Saved entries
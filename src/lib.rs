pub mod catalog;
pub mod center;
pub mod config;
pub mod dashboard;
pub mod error;
pub mod geo;
pub mod ingest;
pub mod scheduler;
pub mod shutdown;
pub mod telemetry;
pub mod worker;
use std::sync::Arc;

use tokio_util::sync::CancellationToken;

use crate::catalog::IncidentKind;
use crate::geo::{travel_time, Position};
use crate::scheduler::incident::{Incident, IncidentStatus};
use crate::scheduler::priority::Priority;
use crate::scheduler::queue::IncidentQueue;
use crate::scheduler::status::StatusManager;
use crate::telemetry::{EventCategory, EventSink};
use crate::worker::twin::{Unit, UnitId, UnitStatus};

/// Why an incident could not be served in time.
#[derive(Debug, Clone, PartialEq, Eq)]
pub enum TimeoutReason {
    DeadlineExceeded {
        estimate: u64,
        budget: u64,
    },
    InsufficientUnits {
        unit_type: String,
        needed: usize,
        available: usize,
    },
}

impl std::fmt::Display for TimeoutReason {
    fn fmt(&self, f: &mut std::fmt::Formatter<'_>) -> std::fmt::Result {
        match self {
            TimeoutReason::DeadlineExceeded { estimate, budget } => write!(
                f,
                "estimated handling time {} exceeds budget {}",
                estimate, budget
            ),
            TimeoutReason::InsufficientUnits {
                unit_type,
                needed,
                available,
            } => write!(
                f,
                "needs {} idle {} units, only {} available",
                needed, unit_type, available
            ),
        }
    }
}

/// What the scheduler did with one incident.
#[derive(Debug, Clone, PartialEq, Eq)]
pub enum DispatchOutcome {
    Assigned(Vec<UnitId>),
    /// The kind required no units, so there was nothing to wait for.
    Completed,
    TimedOut(TimeoutReason),
    Canceled,
}

/// Worst-case handling time: the slowest requirement bounds completion,
/// since units work in parallel. Travel is measured from each type's base.
pub fn estimate_duration(kind: &IncidentKind, location: Position) -> u64 {
    kind.requirements
        .iter()
        .map(|r| {
            travel_time(r.unit_type.base, location, r.unit_type.speed)
                .saturating_add(r.time_to_manage)
        })
        .max()
        .unwrap_or(0)
}

/// The allocation loop.
///
/// A single scheduler processes incidents one at a time, which is what lets
/// the Idle checks in [`Scheduler::dispatch`] go without a global lock: it is
/// the only component that moves units out of Idle.
pub struct Scheduler {
    queue: Arc<IncidentQueue>,
    units: Vec<Arc<Unit>>,
    status: StatusManager,
    events: EventSink,
}

impl Scheduler {
    pub fn new(
        queue: Arc<IncidentQueue>,
        units: Vec<Arc<Unit>>,
        status: StatusManager,
        events: EventSink,
    ) -> Self {
        Self {
            queue,
            units,
            status,
            events,
        }
    }

    /// Dispatch queued incidents until `shutdown` is cancelled.
    pub async fn run(self, shutdown: CancellationToken) {
        tracing::info!(units = self.units.len(), "Scheduler started");

        loop {
            let incident = tokio::select! {
                biased;
                _ = shutdown.cancelled() => break,
                incident = self.queue.take() => incident,
            };
            self.dispatch(incident).await;
        }

        tracing::info!("Scheduler stopped");
    }

    /// Evaluate one dequeued incident and either commit a full set of units to
    /// it or close it. Never requeues.
    pub async fn dispatch(&self, incident: Arc<Incident>) -> DispatchOutcome {
        self.events.info(
            incident.id,
            EventCategory::Scheduler,
            format!(
                "Evaluating {} incident at {} (priority {})",
                incident.kind.name,
                incident.location,
                incident.priority()
            ),
        );

        let Some(priority) = Priority::from_level(incident.priority()) else {
            self.events.warn(
                incident.id,
                EventCategory::Scheduler,
                format!("Invalid priority {}, canceling", incident.priority()),
            );
            self.status
                .transition(&incident, IncidentStatus::Canceled)
                .await;
            return DispatchOutcome::Canceled;
        };

        let estimate = estimate_duration(&incident.kind, incident.location);
        incident.set_estimated_duration(estimate).await;

        if let Some(budget) = priority.budget() {
            if estimate > budget {
                return self
                    .time_out(&incident, TimeoutReason::DeadlineExceeded { estimate, budget })
                    .await;
            }
        }

        let units = match self.allocate(&incident.kind).await {
            Ok(units) => units,
            Err(reason) => return self.time_out(&incident, reason).await,
        };

        if units.is_empty() {
            self.status
                .transition(&incident, IncidentStatus::Assigned)
                .await;
            self.status
                .transition(&incident, IncidentStatus::Completed)
                .await;
            return DispatchOutcome::Completed;
        }

        self.commit(&incident, units, estimate).await
    }

    /// Greedy all-or-nothing selection, in roster order. No unit is state
    /// changed here; a shortfall simply discards the selection.
    async fn allocate(&self, kind: &IncidentKind) -> Result<Vec<Arc<Unit>>, TimeoutReason> {
        let mut selected: Vec<Arc<Unit>> = Vec::with_capacity(kind.total_units());

        for requirement in &kind.requirements {
            let mut found = 0;
            for unit in &self.units {
                if found == requirement.count {
                    break;
                }
                if unit.unit_type.name != requirement.unit_type.name
                    || selected.iter().any(|s| s.id == unit.id)
                {
                    continue;
                }
                if unit.status().await == UnitStatus::Idle {
                    selected.push(unit.clone());
                    found += 1;
                }
            }

            if found < requirement.count {
                return Err(TimeoutReason::InsufficientUnits {
                    unit_type: requirement.unit_type.name.clone(),
                    needed: requirement.count,
                    available: found,
                });
            }
        }

        Ok(selected)
    }

    async fn commit(
        &self,
        incident: &Arc<Incident>,
        units: Vec<Arc<Unit>>,
        estimate: u64,
    ) -> DispatchOutcome {
        incident.attach_units(&units).await;

        let mut committed: Vec<&Arc<Unit>> = Vec::with_capacity(units.len());
        for unit in &units {
            if unit.assign(incident.clone()).await {
                committed.push(unit);
                continue;
            }
            self.events.error(
                incident.id,
                EventCategory::Scheduler,
                format!(
                    "{} #{} left Idle during allocation, rolling back",
                    unit.unit_type.name, unit.id
                ),
            );
            return self.roll_back(incident, &committed).await;
        }

        if !self
            .status
            .transition(incident, IncidentStatus::Assigned)
            .await
        {
            return self.roll_back(incident, &committed).await;
        }

        for unit in &units {
            if !unit.wake(incident.clone()) {
                self.events.error(
                    unit.id,
                    EventCategory::Scheduler,
                    format!(
                        "{} #{} twin is not running, incident {} will stall",
                        unit.unit_type.name, unit.id, incident.id
                    ),
                );
            }
        }

        let roster: Vec<String> = units
            .iter()
            .map(|u| format!("{} #{}", u.unit_type.name, u.id))
            .collect();
        self.events.info(
            incident.id,
            EventCategory::Scheduler,
            format!(
                "Assigned [{}] to {} incident, estimated {} time units",
                roster.join(", "),
                incident.kind.name,
                estimate
            ),
        );

        DispatchOutcome::Assigned(units.iter().map(|u| u.id).collect())
    }

    async fn roll_back(&self, incident: &Incident, committed: &[&Arc<Unit>]) -> DispatchOutcome {
        for unit in committed {
            unit.withdraw(incident.id).await;
        }
        self.status
            .transition(incident, IncidentStatus::Canceled)
            .await;
        DispatchOutcome::Canceled
    }

    async fn time_out(&self, incident: &Incident, reason: TimeoutReason) -> DispatchOutcome {
        self.events.warn(
            incident.id,
            EventCategory::Scheduler,
            format!("{} incident timed out: {}", incident.kind.name, reason),
        );
        self.status
            .transition(incident, IncidentStatus::TimedOut)
            .await;
        DispatchOutcome::TimedOut(reason)
    }
}
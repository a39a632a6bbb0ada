
use std::sync::Arc;

use tokio::net::TcpListener;
use tokio_util::sync::CancellationToken;

use rescue_dispatch::error::DispatchError;
use rescue_dispatch::ingest::{run_listener, IncidentRequest, Ingestor, SubmitClient};
use rescue_dispatch::scheduler::{IncidentQueue, IncidentStatus};
use rescue_dispatch::telemetry::{DispatchStats, EventSink};
use test_harness::test_catalog;

fn ingestor(capacity: usize) -> (Arc<Ingestor>, Arc<IncidentQueue>, Arc<DispatchStats>) {
    let stats = Arc::new(DispatchStats::default());
    let queue = Arc::new(IncidentQueue::with_capacity(
        capacity,
        EventSink::disabled(),
        stats.clone(),
    ));
    let ingestor = Ingestor::new(
        Arc::new(test_catalog()),
        queue.clone(),
        EventSink::disabled(),
        stats.clone(),
    );
    (Arc::new(ingestor), queue, stats)
}

#[tokio::test]
async fn test_admit_builds_waiting_incident() {
    let (ingestor, _queue, _stats) = ingestor(4);

    let incident = ingestor.admit(&IncidentRequest::new("Fire", 10, 20)).unwrap();
    assert_eq!(incident.id, 1);
    assert_eq!(incident.kind.name, "Fire");
    assert_eq!(incident.priority(), 2);
    assert_eq!(incident.status(), IncidentStatus::Waiting);
    assert_eq!(incident.location.x, 10);
    assert_eq!(incident.location.y, 20);

    let next = ingestor.admit(&IncidentRequest::new("Crash", 0, 0)).unwrap();
    assert_eq!(next.id, 2);
}

#[tokio::test]
async fn test_admit_rejects_out_of_bounds() {
    let (ingestor, _queue, _stats) = ingestor(4);

    for (x, y) in [(-1, 0), (0, -1), (100, 0), (0, 100)] {
        let err = ingestor
            .admit(&IncidentRequest::new("Fire", x, y))
            .unwrap_err();
        assert!(
            matches!(err, DispatchError::OutOfBounds { width: 100, height: 100, .. }),
            "({}, {}) should be out of bounds, got {}",
            x,
            y,
            err
        );
    }
    assert!(ingestor.admit(&IncidentRequest::new("Fire", 99, 99)).is_ok());
}

#[tokio::test]
async fn test_admit_rejects_unknown_kind() {
    let (ingestor, _queue, _stats) = ingestor(4);

    let err = ingestor
        .admit(&IncidentRequest::new("Meteor", 1, 1))
        .unwrap_err();
    assert!(matches!(err, DispatchError::UnknownIncidentKind(name) if name == "Meteor"));

    // Rejected requests do not consume ids.
    let incident = ingestor.admit(&IncidentRequest::new("Fire", 1, 1)).unwrap();
    assert_eq!(incident.id, 1);
}

#[tokio::test]
async fn test_submit_enqueues_and_counts() {
    let (ingestor, queue, stats) = ingestor(1);

    let id = ingestor
        .submit(&IncidentRequest::new("Fire", 5, 5))
        .await
        .unwrap();
    assert_eq!(queue.len().await, 1);
    assert_eq!(queue.take().await.id, id);

    ingestor
        .submit(&IncidentRequest::new("Meteor", 5, 5))
        .await
        .unwrap_err();

    let snap = stats.snapshot();
    assert_eq!(snap.received, 2);
    assert_eq!(snap.rejected, 1);
}

#[tokio::test]
async fn test_submit_reports_full_queue() {
    let (ingestor, queue, stats) = ingestor(1);

    ingestor
        .submit(&IncidentRequest::new("Fire", 5, 5))
        .await
        .unwrap();
    let err = ingestor
        .submit(&IncidentRequest::new("Fire", 6, 6))
        .await
        .unwrap_err();

    assert!(matches!(err, DispatchError::QueueFull(1)));
    assert_eq!(queue.len().await, 1);
    assert_eq!(stats.snapshot().dropped, 1);
}

#[tokio::test]
async fn test_handle_line_rejects_malformed_json() {
    let (ingestor, queue, _stats) = ingestor(4);

    let err = ingestor.handle_line("{not json").await.unwrap_err();
    assert!(matches!(err, DispatchError::MalformedRequest(_)));
    assert!(queue.is_empty().await);

    let id = ingestor
        .handle_line(r#"{"name":"Checkup","x":3,"y":4,"timestamp":"2024-05-01T12:00:00Z"}"#)
        .await
        .unwrap();
    let incident = queue.take().await;
    assert_eq!(incident.id, id);
    assert_eq!(incident.created_at.to_rfc3339(), "2024-05-01T12:00:00+00:00");
}

#[tokio::test]
async fn test_tcp_listener_roundtrip() {
    let (ingestor, queue, _stats) = ingestor(4);
    let listener = TcpListener::bind("127.0.0.1:0").await.unwrap();
    let addr = listener.local_addr().unwrap();
    let shutdown = CancellationToken::new();
    let server = tokio::spawn(run_listener(listener, ingestor, shutdown.clone()));

    let mut client = SubmitClient::connect(addr).await.unwrap();

    let ack = client
        .send(&IncidentRequest::new("Fire", 10, 0))
        .await
        .unwrap();
    assert!(ack.accepted);
    assert_eq!(ack.incident_id, Some(1));
    assert!(ack.error.is_none());

    let ack = client
        .send(&IncidentRequest::new("Meteor", 10, 0))
        .await
        .unwrap();
    assert!(!ack.accepted);
    assert!(ack.error.unwrap().contains("Meteor"));

    assert_eq!(queue.len().await, 1);

    shutdown.cancel();
    server.await.unwrap();
}

#[tokio::test]
async fn test_listener_closes_open_connections_before_returning() {
    let (ingestor, queue, _stats) = ingestor(4);
    let listener = TcpListener::bind("127.0.0.1:0").await.unwrap();
    let addr = listener.local_addr().unwrap();
    let shutdown = CancellationToken::new();
    let server = tokio::spawn(run_listener(listener, ingestor, shutdown.clone()));

    let mut client = SubmitClient::connect(addr).await.unwrap();
    let ack = client
        .send(&IncidentRequest::new("Fire", 10, 0))
        .await
        .unwrap();
    assert!(ack.accepted);

    shutdown.cancel();
    server.await.unwrap();

    // The connection task is gone once the listener returns, so nothing
    // more can reach the queue through it.
    assert!(client
        .send(&IncidentRequest::new("Fire", 20, 0))
        .await
        .is_err());
    assert_eq!(queue.len().await, 1);
}
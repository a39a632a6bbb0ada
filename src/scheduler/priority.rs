use serde::Serialize;

/// Known priority levels and the handling-time budget each one allows.
#[derive(Debug, Clone, Copy, PartialEq, Eq, PartialOrd, Ord, Hash, Serialize)]
pub enum Priority {
    /// Level 0: no deadline.
    Routine,
    /// Level 1: loose deadline.
    Urgent,
    /// Level 2: tight deadline.
    Critical,
}

/// `(level, priority, budget in time units)`; `None` means unbounded.
const DEADLINE_TABLE: [(i32, Priority, Option<u64>); 3] = [
    (0, Priority::Routine, None),
    (1, Priority::Urgent, Some(30)),
    (2, Priority::Critical, Some(10)),
];

impl Priority {
    pub fn from_level(level: i32) -> Option<Self> {
        DEADLINE_TABLE
            .iter()
            .find(|(l, _, _)| *l == level)
            .map(|(_, p, _)| *p)
    }

    pub fn level(self) -> i32 {
        DEADLINE_TABLE
            .iter()
            .find(|(_, p, _)| *p == self)
            .map(|(l, _, _)| *l)
            .unwrap_or_default()
    }

    /// Maximum handling time, or `None` when the priority has no deadline.
    pub fn budget(self) -> Option<u64> {
        DEADLINE_TABLE
            .iter()
            .find(|(_, p, _)| *p == self)
            .and_then(|(_, _, b)| *b)
    }
}

impl std::fmt::Display for Priority {
    fn fmt(&self, f: &mut std::fmt::Formatter<'_>) -> std::fmt::Result {
        match self {
            Priority::Routine => write!(f, "routine"),
            Priority::Urgent => write!(f, "urgent"),
            Priority::Critical => write!(f, "critical"),
        }
    }
}
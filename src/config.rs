use std::net::SocketAddr;
use std::path::PathBuf;
use std::time::Duration;

use crate::scheduler::queue::DEFAULT_QUEUE_CAPACITY;
use crate::telemetry::DEFAULT_EVENT_CAPACITY;

/// Where dispatch events go besides `tracing`.
#[derive(Debug, Clone)]
pub struct EventLogConfig {
    /// Append `[ts] [id] [CATEGORY] message` lines to this file.
    pub path: Option<PathBuf>,
    /// Mirror every record as a JSON line to this TCP observer (host:port).
    pub mirror_addr: Option<String>,
    /// Records buffered between components and the writer before dropping.
    pub capacity: usize,
}

impl Default for EventLogConfig {
    fn default() -> Self {
        Self {
            path: None,
            mirror_addr: None,
            capacity: DEFAULT_EVENT_CAPACITY,
        }
    }
}

impl EventLogConfig {
    /// True if a writer task is needed at all.
    pub fn is_enabled(&self) -> bool {
        self.path.is_some() || self.mirror_addr.is_some()
    }
}

#[derive(Debug, Clone)]
pub struct DispatchConfig {
    /// Incident ingestion (JSON lines over TCP). `None` disables the listener.
    pub listen_addr: Option<SocketAddr>,
    pub dashboard_addr: Option<SocketAddr>,
    pub queue_capacity: usize,
    /// Wall-clock length of one simulated time unit.
    pub time_unit: Duration,
    /// How long shutdown waits for busy units before interrupting them.
    pub drain_timeout: Duration,
    pub event_log: EventLogConfig,
}

impl Default for DispatchConfig {
    fn default() -> Self {
        Self {
            listen_addr: Some(SocketAddr::from(([127, 0, 0, 1], 7400))),
            dashboard_addr: None,
            queue_capacity: DEFAULT_QUEUE_CAPACITY,
            time_unit: Duration::from_secs(1),
            drain_timeout: Duration::from_secs(30),
            event_log: EventLogConfig::default(),
        }
    }
}

impl DispatchConfig {
    pub fn with_listen_addr(mut self, addr: Option<SocketAddr>) -> Self {
        self.listen_addr = addr;
        self
    }

    pub fn with_dashboard_addr(mut self, addr: SocketAddr) -> Self {
        self.dashboard_addr = Some(addr);
        self
    }

    pub fn with_queue_capacity(mut self, capacity: usize) -> Self {
        self.queue_capacity = capacity;
        self
    }

    pub fn with_time_unit(mut self, time_unit: Duration) -> Self {
        self.time_unit = time_unit;
        self
    }

    pub fn with_drain_timeout(mut self, timeout: Duration) -> Self {
        self.drain_timeout = timeout;
        self
    }

    pub fn with_event_log(mut self, event_log: EventLogConfig) -> Self {
        self.event_log = event_log;
        self
    }
}

#[cfg(test)]
mod tests {
    use super::*;

    #[test]
    fn event_log_config_default() {
        let cfg = EventLogConfig::default();
        assert!(cfg.path.is_none());
        assert!(cfg.mirror_addr.is_none());
        assert_eq!(cfg.capacity, DEFAULT_EVENT_CAPACITY);
        assert!(!cfg.is_enabled());
    }

    #[test]
    fn event_log_config_enabled_by_either_output() {
        let cfg = EventLogConfig {
            path: Some(PathBuf::from("/tmp/dispatch.log")),
            ..Default::default()
        };
        assert!(cfg.is_enabled());

        let cfg = EventLogConfig {
            mirror_addr: Some("127.0.0.1:9000".to_string()),
            ..Default::default()
        };
        assert!(cfg.is_enabled());
    }

    #[test]
    fn dispatch_config_default() {
        let cfg = DispatchConfig::default();
        assert_eq!(cfg.listen_addr.unwrap().to_string(), "127.0.0.1:7400");
        assert!(cfg.dashboard_addr.is_none());
        assert_eq!(cfg.queue_capacity, 100);
        assert_eq!(cfg.time_unit, Duration::from_secs(1));
        assert_eq!(cfg.drain_timeout, Duration::from_secs(30));
    }

    #[test]
    fn dispatch_config_builders() {
        let dashboard: SocketAddr = "0.0.0.0:8080".parse().unwrap();
        let cfg = DispatchConfig::default()
            .with_listen_addr(None)
            .with_dashboard_addr(dashboard)
            .with_queue_capacity(3)
            .with_time_unit(Duration::from_millis(10))
            .with_drain_timeout(Duration::ZERO);
        assert!(cfg.listen_addr.is_none());
        assert_eq!(cfg.dashboard_addr, Some(dashboard));
        assert_eq!(cfg.queue_capacity, 3);
        assert_eq!(cfg.time_unit, Duration::from_millis(10));
        assert_eq!(cfg.drain_timeout, Duration::ZERO);
    }
}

TASK DESCRIPTION -
Only the lines from the beginning of the entries through the line bearing "use crate::scheduler::priority::Priority;" should be returned, each exactly as written.

RESPONSE TO THE TASK -
filename src/lib.rs
pub mod catalog;
pub mod center;
pub mod config;
pub mod dashboard;
pub mod error;
pub mod geo;
pub mod ingest;
pub mod scheduler;
pub mod shutdown;
pub mod telemetry;
pub mod worker;
use std::sync::Arc;

use tokio_util::sync::CancellationToken;

use crate::catalog::IncidentKind;
use crate::geo::{travel_time, Position};
use crate::scheduler::incident::{Incident, IncidentStatus};
use crate::scheduler::priority::Priority;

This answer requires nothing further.